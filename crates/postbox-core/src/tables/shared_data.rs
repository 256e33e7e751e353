//! Keyed shared-data CRUD with equality gating.
//!
//! A flat store over arbitrary `ValueBoxKey`s. Writes compare the incoming
//! value to the stored value and short-circuit when equal: no row write,
//! no updated-key entry, and therefore no observer notification.

use std::collections::{HashMap, HashSet};

use tracing::warn;

use crate::tables::Table;
use crate::valuebox::{ValueBox, ValueBoxKey, ValueBoxTable};

pub struct SharedDataTable {
    table: ValueBoxTable,
    /// Read-through cache; `None` records a known-absent key.
    cache: HashMap<ValueBoxKey, Option<serde_json::Value>>,
    dirty: HashSet<ValueBoxKey>,
}

impl SharedDataTable {
    pub fn new(table: ValueBoxTable) -> Self {
        Self {
            table,
            cache: HashMap::new(),
            dirty: HashSet::new(),
        }
    }

    pub fn get(&mut self, store: &ValueBox, key: &ValueBoxKey) -> Option<serde_json::Value> {
        if let Some(cached) = self.cache.get(key) {
            return cached.clone();
        }
        let loaded = store
            .get(self.table, key)
            .and_then(|bytes| match rmp_serde::from_slice(&bytes) {
                Ok(value) => Some(value),
                Err(error) => {
                    warn!(%error, "stored shared data failed to decode, treating as absent");
                    None
                }
            });
        self.cache.insert(key.clone(), loaded.clone());
        loaded
    }

    /// Stage `value` under `key` and add the key to `updated_keys`, unless
    /// the value equals the stored one.
    pub fn set(
        &mut self,
        store: &ValueBox,
        key: &ValueBoxKey,
        value: Option<serde_json::Value>,
        updated_keys: &mut HashSet<ValueBoxKey>,
    ) {
        if self.get(store, key) == value {
            return;
        }
        self.cache.insert(key.clone(), value);
        self.dirty.insert(key.clone());
        updated_keys.insert(key.clone());
    }
}

impl Table for SharedDataTable {
    fn before_commit(&mut self, store: &mut ValueBox) {
        for key in self.dirty.drain() {
            match self.cache.get(&key).and_then(|v| v.as_ref()) {
                Some(value) => match rmp_serde::to_vec(value) {
                    Ok(bytes) => store.set(self.table, &key, &bytes),
                    Err(error) => warn!(%error, "shared data failed to encode, skipping flush"),
                },
                None => store.remove(self.table, &key),
            }
        }
    }

    fn clear_memory_cache(&mut self) {
        self.cache.clear();
        self.dirty.clear();
    }
}

#[cfg(test)]
mod tests {
    use super::*;
    use serde_json::json;

    const TABLE: ValueBoxTable = ValueBoxTable {
        id: 4,
        name: "sharedData",
    };

    fn key(name: &str) -> ValueBoxKey {
        ValueBoxKey::from_bytes(name.as_bytes().to_vec())
    }

    #[test]
    fn test_set_then_identical_set_records_one_updated_key() {
        let mut store = ValueBox::in_memory();
        store.begin();
        let mut table = SharedDataTable::new(TABLE);
        let mut updated = HashSet::new();

        table.set(&store, &key("k"), Some(json!(1)), &mut updated);
        table.set(&store, &key("k"), Some(json!(1)), &mut updated);
        assert_eq!(updated.len(), 1);
    }

    #[test]
    fn test_equal_write_across_transactions_is_dropped() {
        let mut store = ValueBox::in_memory();
        store.begin();
        let mut table = SharedDataTable::new(TABLE);
        let mut updated = HashSet::new();

        table.set(&store, &key("k"), Some(json!("v")), &mut updated);
        table.before_commit(&mut store);
        store.commit().unwrap();

        store.begin();
        let mut updated = HashSet::new();
        table.clear_memory_cache();
        table.set(&store, &key("k"), Some(json!("v")), &mut updated);
        assert!(updated.is_empty());
    }

    #[test]
    fn test_remove_roundtrip() {
        let mut store = ValueBox::in_memory();
        store.begin();
        let mut table = SharedDataTable::new(TABLE);
        let mut updated = HashSet::new();

        table.set(&store, &key("k"), Some(json!([1, 2])), &mut updated);
        table.before_commit(&mut store);
        store.commit().unwrap();

        store.begin();
        table.set(&store, &key("k"), None, &mut updated);
        table.before_commit(&mut store);
        store.commit().unwrap();

        table.clear_memory_cache();
        assert_eq!(table.get(&store, &key("k")), None);
        assert!(!store.exists(TABLE, &key("k")));
    }
}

• **Directions**:
Copy out each line of the material that holds the word "loaded".

• **Answer to this exercise**:
        let loaded = store
        self.cache.insert(key.clone(), loaded.clone());
        loaded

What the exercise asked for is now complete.